### DATA FOR REVIEW

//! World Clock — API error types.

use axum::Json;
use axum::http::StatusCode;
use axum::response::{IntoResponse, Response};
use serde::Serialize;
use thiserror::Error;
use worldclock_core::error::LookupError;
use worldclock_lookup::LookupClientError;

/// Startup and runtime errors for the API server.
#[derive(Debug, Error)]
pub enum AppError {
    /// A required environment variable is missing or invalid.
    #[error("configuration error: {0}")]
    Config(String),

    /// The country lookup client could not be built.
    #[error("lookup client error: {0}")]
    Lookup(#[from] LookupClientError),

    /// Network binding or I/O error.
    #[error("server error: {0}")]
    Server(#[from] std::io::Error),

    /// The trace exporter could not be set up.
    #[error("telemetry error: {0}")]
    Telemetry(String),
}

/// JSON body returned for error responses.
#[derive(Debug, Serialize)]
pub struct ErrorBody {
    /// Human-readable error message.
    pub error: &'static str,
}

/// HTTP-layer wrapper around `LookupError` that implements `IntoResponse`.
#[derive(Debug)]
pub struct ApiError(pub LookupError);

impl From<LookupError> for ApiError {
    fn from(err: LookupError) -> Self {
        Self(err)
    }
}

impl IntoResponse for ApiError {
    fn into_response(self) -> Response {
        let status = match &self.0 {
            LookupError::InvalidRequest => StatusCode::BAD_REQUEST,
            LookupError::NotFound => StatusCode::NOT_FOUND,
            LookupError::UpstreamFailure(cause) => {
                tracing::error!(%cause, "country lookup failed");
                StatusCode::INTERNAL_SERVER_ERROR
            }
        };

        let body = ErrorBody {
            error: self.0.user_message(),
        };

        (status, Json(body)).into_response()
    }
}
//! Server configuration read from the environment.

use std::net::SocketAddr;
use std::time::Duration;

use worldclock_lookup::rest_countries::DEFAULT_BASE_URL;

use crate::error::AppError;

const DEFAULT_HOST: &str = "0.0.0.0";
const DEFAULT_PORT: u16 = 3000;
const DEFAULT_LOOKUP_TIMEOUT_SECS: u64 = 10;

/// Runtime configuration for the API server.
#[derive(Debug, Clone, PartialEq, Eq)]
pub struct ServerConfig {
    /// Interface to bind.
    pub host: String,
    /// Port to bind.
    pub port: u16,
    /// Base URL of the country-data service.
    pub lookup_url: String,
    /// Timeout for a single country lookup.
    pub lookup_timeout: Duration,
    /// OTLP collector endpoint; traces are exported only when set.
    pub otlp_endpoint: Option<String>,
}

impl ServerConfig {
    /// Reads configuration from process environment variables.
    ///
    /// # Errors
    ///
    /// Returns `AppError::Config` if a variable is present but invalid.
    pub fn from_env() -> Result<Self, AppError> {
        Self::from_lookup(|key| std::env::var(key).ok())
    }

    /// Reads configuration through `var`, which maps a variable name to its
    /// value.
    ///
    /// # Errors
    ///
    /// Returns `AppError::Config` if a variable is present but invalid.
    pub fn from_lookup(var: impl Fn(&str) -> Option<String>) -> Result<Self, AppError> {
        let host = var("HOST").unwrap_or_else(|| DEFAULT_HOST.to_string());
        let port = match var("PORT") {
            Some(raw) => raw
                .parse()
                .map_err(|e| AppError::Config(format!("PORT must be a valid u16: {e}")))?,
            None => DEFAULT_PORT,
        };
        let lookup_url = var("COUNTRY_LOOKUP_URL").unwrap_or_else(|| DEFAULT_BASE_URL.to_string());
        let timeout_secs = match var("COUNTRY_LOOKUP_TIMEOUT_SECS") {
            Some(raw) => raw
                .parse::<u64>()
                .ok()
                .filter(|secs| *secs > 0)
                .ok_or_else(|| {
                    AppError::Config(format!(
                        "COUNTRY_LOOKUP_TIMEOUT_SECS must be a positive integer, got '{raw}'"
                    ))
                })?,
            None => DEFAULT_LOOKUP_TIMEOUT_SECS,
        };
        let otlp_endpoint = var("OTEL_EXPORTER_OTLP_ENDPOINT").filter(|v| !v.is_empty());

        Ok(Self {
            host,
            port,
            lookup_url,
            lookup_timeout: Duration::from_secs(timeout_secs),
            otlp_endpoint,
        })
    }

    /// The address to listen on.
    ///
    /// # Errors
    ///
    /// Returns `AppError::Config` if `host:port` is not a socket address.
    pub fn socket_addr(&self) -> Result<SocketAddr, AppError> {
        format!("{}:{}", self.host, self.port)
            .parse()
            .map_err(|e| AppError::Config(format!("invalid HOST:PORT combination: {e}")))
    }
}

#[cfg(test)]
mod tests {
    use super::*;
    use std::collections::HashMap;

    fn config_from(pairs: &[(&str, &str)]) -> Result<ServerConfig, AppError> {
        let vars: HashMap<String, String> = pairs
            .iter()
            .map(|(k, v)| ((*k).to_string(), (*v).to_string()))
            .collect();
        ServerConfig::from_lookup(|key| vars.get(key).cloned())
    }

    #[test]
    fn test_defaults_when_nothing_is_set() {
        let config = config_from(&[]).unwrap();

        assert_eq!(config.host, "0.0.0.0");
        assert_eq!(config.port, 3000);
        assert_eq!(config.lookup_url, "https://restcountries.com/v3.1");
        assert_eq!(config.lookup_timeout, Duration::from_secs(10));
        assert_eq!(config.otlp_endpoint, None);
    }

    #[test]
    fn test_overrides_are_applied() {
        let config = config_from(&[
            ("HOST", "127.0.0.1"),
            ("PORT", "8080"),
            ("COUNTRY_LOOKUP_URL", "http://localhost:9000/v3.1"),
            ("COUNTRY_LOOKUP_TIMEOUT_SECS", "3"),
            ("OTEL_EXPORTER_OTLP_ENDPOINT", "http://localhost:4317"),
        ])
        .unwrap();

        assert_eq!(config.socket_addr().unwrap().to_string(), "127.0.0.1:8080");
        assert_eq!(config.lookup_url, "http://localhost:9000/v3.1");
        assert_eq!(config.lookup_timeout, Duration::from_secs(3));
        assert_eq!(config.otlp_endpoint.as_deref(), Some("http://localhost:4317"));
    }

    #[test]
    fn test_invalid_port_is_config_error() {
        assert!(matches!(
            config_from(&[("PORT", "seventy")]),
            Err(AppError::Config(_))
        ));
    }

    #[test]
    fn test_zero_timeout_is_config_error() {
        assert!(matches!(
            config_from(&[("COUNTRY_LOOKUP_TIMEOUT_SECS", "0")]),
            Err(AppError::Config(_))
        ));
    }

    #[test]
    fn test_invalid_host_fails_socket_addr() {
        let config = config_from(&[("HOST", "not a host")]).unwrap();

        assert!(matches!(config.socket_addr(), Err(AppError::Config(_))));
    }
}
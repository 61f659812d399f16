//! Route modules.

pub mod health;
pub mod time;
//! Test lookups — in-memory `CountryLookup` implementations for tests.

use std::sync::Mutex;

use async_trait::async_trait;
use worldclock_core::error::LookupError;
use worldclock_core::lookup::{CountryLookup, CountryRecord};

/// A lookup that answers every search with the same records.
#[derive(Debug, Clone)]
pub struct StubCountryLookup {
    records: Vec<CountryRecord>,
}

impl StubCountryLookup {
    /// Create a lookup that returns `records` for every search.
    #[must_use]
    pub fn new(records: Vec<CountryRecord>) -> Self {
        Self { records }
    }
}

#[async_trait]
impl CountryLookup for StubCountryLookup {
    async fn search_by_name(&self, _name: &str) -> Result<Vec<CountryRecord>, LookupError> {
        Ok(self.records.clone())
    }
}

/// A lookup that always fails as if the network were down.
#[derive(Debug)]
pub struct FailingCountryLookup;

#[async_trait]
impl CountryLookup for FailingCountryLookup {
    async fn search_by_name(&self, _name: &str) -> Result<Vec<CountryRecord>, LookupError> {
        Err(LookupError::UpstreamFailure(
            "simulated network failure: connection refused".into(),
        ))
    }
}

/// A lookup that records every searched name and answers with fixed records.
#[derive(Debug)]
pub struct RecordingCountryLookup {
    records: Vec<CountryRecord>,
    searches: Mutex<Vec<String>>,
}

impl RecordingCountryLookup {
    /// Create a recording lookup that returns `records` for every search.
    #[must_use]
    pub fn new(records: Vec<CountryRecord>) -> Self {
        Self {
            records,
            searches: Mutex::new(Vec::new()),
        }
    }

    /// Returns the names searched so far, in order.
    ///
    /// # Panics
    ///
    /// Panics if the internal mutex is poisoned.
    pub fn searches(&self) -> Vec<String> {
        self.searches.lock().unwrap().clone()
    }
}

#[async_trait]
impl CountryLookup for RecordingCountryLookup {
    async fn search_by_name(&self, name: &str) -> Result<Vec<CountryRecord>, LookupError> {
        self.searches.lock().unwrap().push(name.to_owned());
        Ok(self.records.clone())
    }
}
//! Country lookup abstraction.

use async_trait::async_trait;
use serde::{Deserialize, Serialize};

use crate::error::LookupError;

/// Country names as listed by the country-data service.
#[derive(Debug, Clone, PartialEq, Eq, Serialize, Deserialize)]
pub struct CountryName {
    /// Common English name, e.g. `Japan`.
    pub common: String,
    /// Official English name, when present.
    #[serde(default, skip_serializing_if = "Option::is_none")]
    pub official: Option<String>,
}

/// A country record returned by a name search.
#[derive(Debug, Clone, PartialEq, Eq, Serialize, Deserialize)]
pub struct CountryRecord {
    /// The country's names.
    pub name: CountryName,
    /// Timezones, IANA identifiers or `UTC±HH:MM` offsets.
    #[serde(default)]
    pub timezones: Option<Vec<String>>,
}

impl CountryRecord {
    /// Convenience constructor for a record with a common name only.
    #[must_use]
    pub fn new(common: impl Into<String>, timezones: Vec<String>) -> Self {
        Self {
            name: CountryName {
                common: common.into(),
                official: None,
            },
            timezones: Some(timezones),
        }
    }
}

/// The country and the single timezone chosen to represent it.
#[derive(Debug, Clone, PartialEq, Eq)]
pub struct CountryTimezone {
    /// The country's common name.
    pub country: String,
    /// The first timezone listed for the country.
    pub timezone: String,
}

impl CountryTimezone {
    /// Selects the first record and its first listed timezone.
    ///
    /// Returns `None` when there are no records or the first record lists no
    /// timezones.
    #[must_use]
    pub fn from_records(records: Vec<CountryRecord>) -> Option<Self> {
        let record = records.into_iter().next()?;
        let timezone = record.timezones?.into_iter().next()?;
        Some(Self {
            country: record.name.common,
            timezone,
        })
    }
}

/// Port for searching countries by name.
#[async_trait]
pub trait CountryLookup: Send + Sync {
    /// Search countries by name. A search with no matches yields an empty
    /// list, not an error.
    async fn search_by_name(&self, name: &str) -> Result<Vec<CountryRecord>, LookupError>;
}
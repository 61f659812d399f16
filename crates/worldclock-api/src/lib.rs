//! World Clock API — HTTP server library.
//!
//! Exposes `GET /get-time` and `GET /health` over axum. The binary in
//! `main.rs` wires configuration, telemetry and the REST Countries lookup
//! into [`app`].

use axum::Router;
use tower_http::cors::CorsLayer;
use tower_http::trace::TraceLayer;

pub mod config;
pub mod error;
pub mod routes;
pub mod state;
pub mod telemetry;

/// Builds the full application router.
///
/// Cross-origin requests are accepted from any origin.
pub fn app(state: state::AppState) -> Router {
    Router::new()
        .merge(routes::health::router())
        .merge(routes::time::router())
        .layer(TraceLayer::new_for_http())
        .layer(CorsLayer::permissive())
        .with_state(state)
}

######

§ **PROBLEM TO SOLVE**:
The answer must be a single number: the count of lines in the entries that include "next".

§ **ANSWER SECTION**:
2